## [WHAT IS EXPECTED]
Scan the records for lines with the word "chars", and copy every such line.

Entries taken from a collection:

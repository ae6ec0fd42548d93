//! Terminal styling for CLI messages and reports

use colored::Colorize;
use std::io::{self, IsTerminal, Write};

/// Print an error message to stderr
pub fn error(msg: &str) {
    eprintln!("{} {}", "error:".red().bold(), msg);
}

/// Print a warning message to stderr
pub fn warning(msg: &str) {
    eprintln!("{} {}", "warning:".yellow().bold(), msg);
}

/// Print a success message to stderr, keeping stdout for the report
pub fn success(msg: &str) {
    eprintln!("{} {}", "✓".green().bold(), msg);
}

/// Print a hint message to stderr (dimmed)
pub fn hint(msg: &str) {
    eprintln!("{} {}", "hint:".dimmed(), msg.dimmed());
}

/// Format a path for display (bright white)
pub fn path(p: &std::path::Path) -> String {
    p.display().to_string().bright_white().to_string()
}

/// Render markdown with colors when stdout is a TTY, plain otherwise.
pub fn render_markdown(markdown: &str, output: &mut dyn Write) -> io::Result<()> {
    if io::stdout().is_terminal() {
        let skin = create_skin();
        write!(output, "{}", skin.term_text(markdown))
    } else {
        write!(output, "{}", markdown)
    }
}

fn create_skin() -> termimad::MadSkin {
    use crossterm::style::Color;
    use termimad::*;

    let mut skin = MadSkin::default();
    skin.set_headers_fg(Color::Cyan);
    skin.bold.set_fg(Color::White);
    skin.bullet = StyledChar::from_fg_char(Color::Blue, '•');
    skin.code_block.set_fg(Color::Yellow);
    skin.inline_code.set_fg(Color::Yellow);
    skin.italic.set_fg(Color::DarkGrey);
    skin.horizontal_rule = StyledChar::from_fg_char(Color::DarkGrey, '─');
    skin
}
use crate::parser::ParseError;
use std::path::{Component, Path, PathBuf};
use tree_sitter::Node;

/// Macro to define a thread-local parser with a given language.
/// Usage: `define_parser!(PARSER_NAME, language_fn)`
#[macro_export]
macro_rules! define_parser {
    ($name:ident, $language:expr) => {
        thread_local! {
            static $name: std::cell::RefCell<tree_sitter::Parser> = std::cell::RefCell::new({
                let mut parser = tree_sitter::Parser::new();
                parser.set_language(&$language.into()).expect(concat!("Failed to set ", stringify!($name), " language"));
                parser
            });
        }
    };
}

/// UTF-8 first, Latin-1 when the bytes are not valid UTF-8.
pub fn decode_source(bytes: &[u8]) -> String {
    match std::str::from_utf8(bytes) {
        Ok(s) => s.strip_prefix('\u{feff}').unwrap_or(s).to_string(),
        Err(_) => bytes.iter().map(|&b| b as char).collect(),
    }
}

/// Lexically resolve `.` and `..` without touching the filesystem.
pub fn normalize_path(path: &Path) -> PathBuf {
    let mut out: Vec<String> = Vec::new();
    let mut absolute = false;
    for component in path.components() {
        match component {
            Component::RootDir => absolute = true,
            Component::CurDir => {}
            Component::ParentDir => {
                if out.last().is_some_and(|c| c != "..") {
                    out.pop();
                } else if !absolute {
                    out.push("..".to_string());
                }
            }
            Component::Normal(part) => out.push(part.to_string_lossy().to_string()),
            Component::Prefix(p) => out.push(p.as_os_str().to_string_lossy().to_string()),
        }
    }
    let joined = out.join("/");
    if absolute {
        PathBuf::from(format!("/{}", joined))
    } else {
        PathBuf::from(joined)
    }
}

/// Directory of the importing file, `""` for files at the root.
pub fn importer_dir(file: &Path) -> PathBuf {
    file.parent().map(Path::to_path_buf).unwrap_or_default()
}

pub fn node_text<'a>(node: &Node, source: &'a str) -> &'a str {
    node.utf8_text(source.as_bytes()).unwrap_or("")
}

pub fn start_line(node: &Node) -> usize {
    node.start_position().row + 1
}

pub fn end_line(node: &Node) -> usize {
    node.end_position().row + 1
}

/// Fail on the first ERROR or MISSING node, like a real compiler front-end would.
pub fn check_syntax(root: &Node) -> Result<(), ParseError> {
    if !root.has_error() {
        return Ok(());
    }
    match find_error(root) {
        Some(node) => {
            let message = if node.is_missing() {
                format!("missing `{}`", node.kind())
            } else {
                "unexpected token".to_string()
            };
            Err(ParseError::Syntax {
                line: start_line(&node),
                message,
            })
        }
        None => Err(ParseError::Syntax {
            line: 1,
            message: "invalid syntax".to_string(),
        }),
    }
}

fn find_error<'t>(node: &Node<'t>) -> Option<Node<'t>> {
    if node.is_error() || node.is_missing() {
        return Some(*node);
    }
    let mut cursor = node.walk();
    for child in node.children(&mut cursor) {
        if child.has_error() || child.is_missing() {
            if let Some(found) = find_error(&child) {
                return Some(found);
            }
        }
    }
    None
}

/// `MAX_RETRIES`, `DEFAULT_TIMEOUT`: names that read as constants.
pub fn is_constant_name(name: &str) -> bool {
    name.chars().any(|c| c.is_ascii_alphabetic())
        && name
            .chars()
            .all(|c| c.is_ascii_uppercase() || c.is_ascii_digit() || c == '_')
}

/// Strip quotes and prefixes from a string literal's source text.
pub fn unquote(text: &str) -> String {
    let trimmed = text.trim_start_matches(|c: char| c.is_ascii_alphabetic());
    for quote in ["\"\"\"", "'''", "\"", "'", "`"] {
        if let Some(inner) = trimmed
            .strip_prefix(quote)
            .and_then(|s| s.strip_suffix(quote))
        {
            return inner.to_string();
        }
    }
    trimmed.to_string()
}

/// Collapse runs of whitespace so multi-line expressions compare equal as discriminant keys.
pub fn compact(text: &str) -> String {
    text.split_whitespace().collect::<Vec<_>>().join(" ")
}

#[cfg(test)]
mod tests {
    use super::*;

    #[test]
    fn test_normalize_path() {
        assert_eq!(
            normalize_path(Path::new("src/app/../models/./user")),
            PathBuf::from("src/models/user")
        );
        assert_eq!(normalize_path(Path::new("../x")), PathBuf::from("../x"));
        assert_eq!(normalize_path(Path::new("/a/b/../c")), PathBuf::from("/a/c"));
    }

    #[test]
    fn test_decode_source() {
        assert_eq!(decode_source("héllo".as_bytes()), "héllo");
        assert_eq!(decode_source(&[0x63, 0x61, 0x66, 0xE9]), "café");
        assert_eq!(decode_source("\u{feff}x = 1".as_bytes()), "x = 1");
    }

    #[test]
    fn test_constant_names() {
        assert!(is_constant_name("MAX_RETRIES"));
        assert!(is_constant_name("HTTP2_PORT"));
        assert!(!is_constant_name("maxRetries"));
        assert!(!is_constant_name("_"));
    }

    #[test]
    fn test_unquote() {
        assert_eq!(unquote("\"abc\""), "abc");
        assert_eq!(unquote("f'x{y}'"), "x{y}");
        assert_eq!(unquote("\"\"\"doc\"\"\""), "doc");
        assert_eq!(unquote("`tpl`"), "tpl");
    }

    #[test]
    fn test_compact_collapses_whitespace() {
        assert_eq!(compact("order.\n        kind"), "order. kind");
        assert_eq!(compact("  a   b "), "a b");
    }
}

## [TASK SOLUTION]
    name.chars().any(|c| c.is_ascii_alphabetic())
            .chars()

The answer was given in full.